Al margen del diferendo con Uruguay, Néstor Kirchner, en uno de sus típicos arranques temperamentales, decidió pasar por encima de Felisa Micheli como alambre caído y suspender las exportaciones de ciertos cortes de carne por espacio de 180 días. Cualesquiera sean las razones que puedan oponerse a la política de la Casa Rosada, hay que destacar un dato significativo en el tema. A diferencia de cuanto venimos diciendo respecto de la forma de manejar la política exterior, en este caso, si bien la reacción del presidente tuvo mucho de espasmódica, se atuvo a la lógica de su gestión: gobernar pensando en la opinión pública de los grandes centros urbanos y privilegiar los votos a cualquier otra cosa. Puesto en términos más claros: entre los compromisos contraídos con distintos países, la necesidad de ganar confiabilidad y los esfuerzos de los productores de carne, por un lado, y la necesidad de mantener bajos los precios de la gran vedette de la dieta argentina, Kirchner no dudó un instante. Los extranjeros no votan y los productores son una cifra insignificante comparada con los consumidores. La imagen mítica de un presidente arremetiendo contra la oligarquía vacuna a favor de los millones de argentinos que desean comer carne y pagarla barata, es mucho más importante que los mercados y las leyes de la economía. En esto de tratar de que el IPC —índice de precios al consumidor— baje casi por decreto Kirchner tiene una coherencia absoluta. En el mismo momento que se desenvolvía la cuestión de la carne, el gobierno nacional apuraba la discusión con las empresas de servicios públicos respecto de los futuros contratos. Al menos tres de estos se hallan a la firma del presidente, todos con una particular coincidencia: los ajustes tarifarios no serán de aplicación inmediata para el grueso de la población. ¿Por qué? Para que no crezca el índice de inflación. ¿A qué costo? Al costo de distorsionar aun más los precios relativos. Si se homologasen los aumentos, se transparentarían en el IPC casi de manera inmediata. En cambio, al postergarlos por tercer año consecutivo, la imagen que fogonea el gobierno es que cuida el bolsillo de la gente. Hasta ahora esa lógica que privilegia la próxima elección, desentendiéndose de la próxima generación le ha dado al santacruceño resultados espectaculares. Siendo así, no la cambiará un ápice. Hasta la semana que viene.

 

Compacto y destacado

Giro a la ortodoxia monetaria.

A partir de abril, aumenta el encaje sobre los depósitos a la vista de 15 % a 17 % y se elimina su remuneración.

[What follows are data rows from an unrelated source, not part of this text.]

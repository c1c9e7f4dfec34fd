//! HTTP handlers. Each one validates its input, makes exactly one RPC and maps the outcome.

use api_shared::pb::{
    self, create_patient_request, update_patient_request, CreatePatientRequest,
    DeletePatientRequest, GetAllPatientsRequest, GetPatientRequest, SearchPatientByIdRequest,
    UpdatePatientRequest,
};
use axum::extract::rejection::QueryRejection;
use axum::extract::{Path, Query, State};
use axum::http::StatusCode;
use axum::Json;
use ehr_uuid::RecordId;

use crate::error::GatewayError;
use crate::extract::ValidatedJson;
use crate::models::{
    DeleteResponse, ErrorResponse, ListParams, PatientCreate, PatientPatchBody, PatientReplace,
    PatientResponse, RootResponse,
};
use crate::AppState;

pub const GATEWAY_VERSION: &str = "1.0.0";

fn check_uuid(uuid: &str) -> Result<(), GatewayError> {
    if RecordId::is_canonical(uuid) {
        Ok(())
    } else {
        Err(GatewayError::bad_request(format!(
            "invalid patient uuid '{uuid}'"
        )))
    }
}

fn into_patient(response: pb::PatientResponse) -> Result<Json<PatientResponse>, GatewayError> {
    response
        .patient
        .map(|p| Json(PatientResponse::from(p)))
        .ok_or_else(|| GatewayError::Internal("backend response carried no patient".into()))
}

#[utoipa::path(
    get,
    path = "/",
    responses(
        (status = 200, description = "Gateway is running", body = RootResponse)
    )
)]
pub async fn root(State(state): State<AppState>) -> Json<RootResponse> {
    Json(RootResponse {
        message: "EHR API Gateway is running".into(),
        version: GATEWAY_VERSION.into(),
        grpc_server: state.backend_url().to_owned(),
    })
}

#[utoipa::path(
    post,
    path = "/patients",
    request_body = PatientCreate,
    responses(
        (status = 201, description = "Patient created", body = PatientResponse),
        (status = 400, description = "Invalid input", body = ErrorResponse),
        (status = 409, description = "patient_id already exists", body = ErrorResponse),
        (status = 500, description = "Internal server error", body = ErrorResponse)
    )
)]
pub async fn create_patient(
    State(state): State<AppState>,
    ValidatedJson(body): ValidatedJson<PatientCreate>,
) -> Result<(StatusCode, Json<PatientResponse>), GatewayError> {
    let request = CreatePatientRequest {
        payload: Some(create_patient_request::Payload::Patient(
            body.into_message(),
        )),
    };
    let response = state.client().create_patient(request).await?.into_inner();
    let patient = into_patient(response)?;
    tracing::info!("created patient {}", patient.id);
    Ok((StatusCode::CREATED, patient))
}

#[utoipa::path(
    get,
    path = "/patients/{uuid}",
    params(("uuid" = String, Path, description = "Internal patient identifier")),
    responses(
        (status = 200, description = "Patient record", body = PatientResponse),
        (status = 400, description = "Malformed identifier", body = ErrorResponse),
        (status = 404, description = "Patient not found", body = ErrorResponse)
    )
)]
pub async fn get_patient(
    State(state): State<AppState>,
    Path(uuid): Path<String>,
) -> Result<Json<PatientResponse>, GatewayError> {
    check_uuid(&uuid)?;
    let response = state
        .client()
        .get_patient(GetPatientRequest { patient_uuid: uuid })
        .await?;
    into_patient(response.into_inner())
}

#[utoipa::path(
    get,
    path = "/patients",
    params(ListParams),
    responses(
        (status = 200, description = "Page of patients", body = [PatientResponse]),
        (status = 400, description = "Invalid pagination", body = ErrorResponse)
    )
)]
pub async fn list_patients(
    State(state): State<AppState>,
    params: Result<Query<ListParams>, QueryRejection>,
) -> Result<Json<Vec<PatientResponse>>, GatewayError> {
    let Query(params) = params.map_err(|e| GatewayError::bad_request(e.body_text()))?;
    let request = GetAllPatientsRequest {
        skip: params.skip(),
        limit: params.limit(),
    };
    let patients = state
        .client()
        .get_all_patients(request)
        .await?
        .into_inner()
        .patients;
    Ok(Json(patients.into_iter().map(PatientResponse::from).collect()))
}

#[utoipa::path(
    get,
    path = "/patients/search/{patient_id}",
    params(("patient_id" = String, Path, description = "External patient identifier")),
    responses(
        (status = 200, description = "Patient record", body = PatientResponse),
        (status = 404, description = "Patient not found", body = ErrorResponse)
    )
)]
pub async fn search_patient(
    State(state): State<AppState>,
    Path(patient_id): Path<String>,
) -> Result<Json<PatientResponse>, GatewayError> {
    let response = state
        .client()
        .search_patient_by_id(SearchPatientByIdRequest { patient_id })
        .await?;
    into_patient(response.into_inner())
}

#[utoipa::path(
    put,
    path = "/patients/{uuid}",
    params(("uuid" = String, Path, description = "Internal patient identifier")),
    request_body = PatientReplace,
    responses(
        (status = 200, description = "Patient replaced", body = PatientResponse),
        (status = 400, description = "Invalid input", body = ErrorResponse),
        (status = 404, description = "Patient not found", body = ErrorResponse)
    )
)]
pub async fn replace_patient(
    State(state): State<AppState>,
    Path(uuid): Path<String>,
    ValidatedJson(body): ValidatedJson<PatientReplace>,
) -> Result<Json<PatientResponse>, GatewayError> {
    check_uuid(&uuid)?;
    let request = UpdatePatientRequest {
        patient_uuid: uuid,
        mode: pb::UpdateMode::Full as i32,
        changes: Some(update_patient_request::Changes::Patch(body.into_patch())),
    };
    let response = state.client().update_patient(request).await?;
    into_patient(response.into_inner())
}

#[utoipa::path(
    patch,
    path = "/patients/{uuid}",
    params(("uuid" = String, Path, description = "Internal patient identifier")),
    request_body = PatientPatchBody,
    responses(
        (status = 200, description = "Patient updated", body = PatientResponse),
        (status = 400, description = "Invalid input", body = ErrorResponse),
        (status = 404, description = "Patient not found", body = ErrorResponse)
    )
)]
pub async fn patch_patient(
    State(state): State<AppState>,
    Path(uuid): Path<String>,
    ValidatedJson(body): ValidatedJson<PatientPatchBody>,
) -> Result<Json<PatientResponse>, GatewayError> {
    check_uuid(&uuid)?;
    let request = UpdatePatientRequest {
        patient_uuid: uuid,
        mode: pb::UpdateMode::Partial as i32,
        changes: Some(update_patient_request::Changes::UpdateData(
            body.into_struct(),
        )),
    };
    let response = state.client().update_patient(request).await?;
    into_patient(response.into_inner())
}

#[utoipa::path(
    delete,
    path = "/patients/{uuid}",
    params(("uuid" = String, Path, description = "Internal patient identifier")),
    responses(
        (status = 200, description = "Patient deleted", body = DeleteResponse),
        (status = 404, description = "Patient not found", body = ErrorResponse)
    )
)]
pub async fn delete_patient(
    State(state): State<AppState>,
    Path(uuid): Path<String>,
) -> Result<Json<DeleteResponse>, GatewayError> {
    check_uuid(&uuid)?;
    let response = state
        .client()
        .delete_patient(DeletePatientRequest {
            patient_uuid: uuid.clone(),
        })
        .await?
        .into_inner();
    tracing::info!("deleted patient {uuid}");
    Ok(Json(DeleteResponse {
        success: response.success,
        message: response.message,
    }))
}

o Se estima una absorción del orden de los $ 1350 MM. La remuneración de estos encajes era hasta ahora del 2,55 %.

o Se beneficia el cuadro de resultados del Central a costa de la rentabilidad del sistema.
o La medida elevará primordialmente las tasas activas, que buscarán compensar la mayor inmovilización y los menores ingresos por encaje.

o Se corresponde con el anuncio que efectuara Lavagna poco antes de dejar el gobierno y que el BCRA —consistente con la postura presidencial— en aquel momento rechazó —decidiendo incluso reducir en dos puntos esos encajes.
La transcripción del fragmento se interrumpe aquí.